Concession and Contrast
Concession is used to suggest an idea which is contrary to what people would expect in the normal circumstances. A concessive clause begins with "although" or "even though" and expresses an idea that suggests the opposite of the main part of the sentence.
Words or phrases commonly used in English to indicate concession are "however," "nevertheless," "despite," "in spite of," "even so," and "although.”
Different ways of expressing concession and contrast: In English, concession can be expressed through
Subordinating conjunctions- Adverb clauses of concession introduced by subordinating conjunctions such as although, though, even though etc.
Other words or expressions- Other words or expressions that can be used to express concession or contrast include notwithstanding, as, however, whatever, all the same, even if while, whereas and at the same time etc.
The use of conjunctions:
1. Although, though, even though, while, whereas, whilst, etc. can be used to show contrast or concession.
2. Although, though even though, while or whereas are subordinators used in contrast clauses.

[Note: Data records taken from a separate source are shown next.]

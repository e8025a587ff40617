//! One-way hashing of personal identifiers before they leave the service.
//!
//! Advertising platforms match users on SHA-256 digests of normalized values:
//!
//! - Emails are trimmed and lowercased.
//! - Phones are parsed to E.164 and reduced to digits (country code included).
//! - Digests are lowercase hex.
//!
//! Raw values never appear in outbound payloads.
use phonenumber::country::Id as CountryId;
use phonenumber::Mode;
use sha2::{Digest, Sha256};

/// Computes the lowercase hex SHA-256 digest of a value.
pub fn sha256_hex(value: &str) -> String {
    let mut hasher = Sha256::new();
    hasher.update(value.as_bytes());
    hex::encode(hasher.finalize())
}

/// Normalizes an email for hashing. Returns `None` for blank or malformed input.
pub fn normalize_email(email: &str) -> Option<String> {
    let normalized = email.trim().to_lowercase();
    let (local, domain) = normalized.split_once('@')?;
    if local.is_empty() || !domain.contains('.') || normalized.contains(char::is_whitespace) {
        return None;
    }
    Some(normalized)
}

/// Normalizes a phone to digits with country code, e.g. `15551234567`.
///
/// Numbers with a leading `+` carry their own country code; only national
/// numbers are parsed in `default_region` (ISO 3166 code).
pub fn normalize_phone(phone: &str, default_region: &str) -> Option<String> {
    let trimmed = phone.trim();
    if trimmed.is_empty() {
        return None;
    }

    let region = if trimmed.starts_with('+') {
        None
    } else {
        default_region.parse::<CountryId>().ok()
    };
    let parsed = phonenumber::parse(region, trimmed).ok()?;
    if !phonenumber::is_valid(&parsed) {
        tracing::debug!("Phone number rejected during normalization");
        return None;
    }

    let e164 = parsed.format().mode(Mode::E164).to_string();
    Some(e164.trim_start_matches('+').to_string())
}

/// Normalized and hashed email, if the input is usable.
pub fn hash_email(email: &str) -> Option<String> {
    normalize_email(email).map(|e| sha256_hex(&e))
}

/// Normalized and hashed phone, if the input is usable.
pub fn hash_phone(phone: &str, default_region: &str) -> Option<String> {
    normalize_phone(phone, default_region).map(|p| sha256_hex(&p))
}

#[cfg(test)]
mod tests {
    use super::*;

    #[test]
    fn test_sha256_known_vector() {
        assert_eq!(
            sha256_hex("abc"),
            "ba7816bf8f01cfea414140de5dae2223b00361a396177a9cb410ff61f20015ad"
        );
    }

    #[test]
    fn test_email_normalized_before_hashing() {
        assert_eq!(
            hash_email("  John.Doe@Example.COM "),
            Some(sha256_hex("john.doe@example.com"))
        );
    }

    #[test]
    fn test_malformed_email_not_hashed() {
        assert_eq!(hash_email(""), None);
        assert_eq!(hash_email("not-an-email"), None);
        assert_eq!(hash_email("user@localhost"), None);
    }

    #[test]
    fn test_phone_normalized_to_e164_digits() {
        assert_eq!(
            normalize_phone("(650) 253-0000", "US"),
            Some("16502530000".to_string())
        );
        assert_eq!(
            normalize_phone("+55 11 98765-4321", "US"),
            Some("5511987654321".to_string())
        );
    }

    #[test]
    fn test_international_phone_ignores_default_region() {
        assert_eq!(
            normalize_phone(" +44 20 7031 3000", "US"),
            Some("442070313000".to_string())
        );
        assert_eq!(
            hash_phone("+55 11 98765-4321", "US"),
            Some(sha256_hex("5511987654321"))
        );
        // National format still uses the default region
        assert_eq!(
            normalize_phone("11 98765-4321", "BR"),
            Some("5511987654321".to_string())
        );
    }

    #[test]
    fn test_invalid_phone_not_hashed() {
        assert_eq!(hash_phone("123", "US"), None);
        assert_eq!(hash_phone("   ", "US"), None);
    }

    #[test]
    fn test_digest_never_contains_raw_value() {
        let digest = hash_email("jane@example.com").unwrap();
        assert_eq!(digest.len(), 64);
        assert!(!digest.contains("jane"));
    }
}
//! Mock database clients for testing.
//!
//! Provides an in-memory client returning a scripted result and a client
//! that always fails.

use super::{ColumnInfo, DatabaseClient, QueryResult, Row};
use crate::error::{Result, TracerError};
use async_trait::async_trait;
use std::sync::atomic::{AtomicUsize, Ordering};
use std::sync::Mutex;

/// A mock database client that returns a predefined result.
///
/// Records every executed statement so tests can assert on what was sent
/// and how many times.
#[derive(Debug, Default)]
pub struct MockDatabaseClient {
    result: QueryResult,
    calls: AtomicUsize,
    executed: Mutex<Vec<String>>,
}

impl MockDatabaseClient {
    /// Creates a mock that returns an empty result with no columns.
    pub fn new() -> Self {
        Self::default()
    }

    /// Creates a mock that returns the given columns and rows.
    pub fn with_rows(columns: &[&str], rows: Vec<Row>) -> Self {
        let columns = columns
            .iter()
            .map(|name| ColumnInfo::new(*name, "VARCHAR"))
            .collect();
        Self::with_result(QueryResult::with_data(columns, rows))
    }

    /// Creates a mock that returns the given result.
    pub fn with_result(result: QueryResult) -> Self {
        Self {
            result,
            ..Self::default()
        }
    }

    /// Returns how many statements were executed.
    pub fn call_count(&self) -> usize {
        self.calls.load(Ordering::SeqCst)
    }

    /// Returns the statements executed so far, in order.
    pub fn executed(&self) -> Vec<String> {
        self.executed
            .lock()
            .map(|sqls| sqls.clone())
            .unwrap_or_default()
    }
}

#[async_trait]
impl DatabaseClient for MockDatabaseClient {
    async fn execute_query(&self, sql: &str) -> Result<QueryResult> {
        self.calls.fetch_add(1, Ordering::SeqCst);
        if let Ok(mut executed) = self.executed.lock() {
            executed.push(sql.to_string());
        }
        Ok(self.result.clone())
    }

    async fn close(&self) -> Result<()> {
        Ok(())
    }
}

/// A client whose every statement fails with the given message.
#[derive(Debug)]
pub struct FailingDatabaseClient {
    message: String,
}

impl FailingDatabaseClient {
    /// Creates a client that fails with `message`.
    pub fn new(message: impl Into<String>) -> Self {
        Self {
            message: message.into(),
        }
    }
}

#[async_trait]
impl DatabaseClient for FailingDatabaseClient {
    async fn execute_query(&self, _sql: &str) -> Result<QueryResult> {
        Err(TracerError::query(self.message.clone()))
    }

    async fn close(&self) -> Result<()> {
        Ok(())
    }
}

3. Though and although can be used with the same meaning - ‘in spite of the fact that’, ‘even if’ and similar ideas. ‘Though’ is more commonly used.
4. ‘Even’ is not used as a conjunction, but we can use ‘even if’ and ‘even though’ to connect two clauses.
5. While can mean ‘although’ and hence we can use it to express concession and contrast.
Concessive clauses are also called contrast clauses. When we want to make two points, and emphasize that one of them contrasts with the other, there are number of different words and expressions that we can use.
Some of the subordinating conjunctions can be confidently used in contrast clauses on a regular basis:
E.g. although, even though, though, while, and whereas.
Although can be used either at the beginning of a sentence, or between the two clauses that you wish to contrast.
However and nevertheless emphasize the fact that the second thing that you are saying contrasts with the first.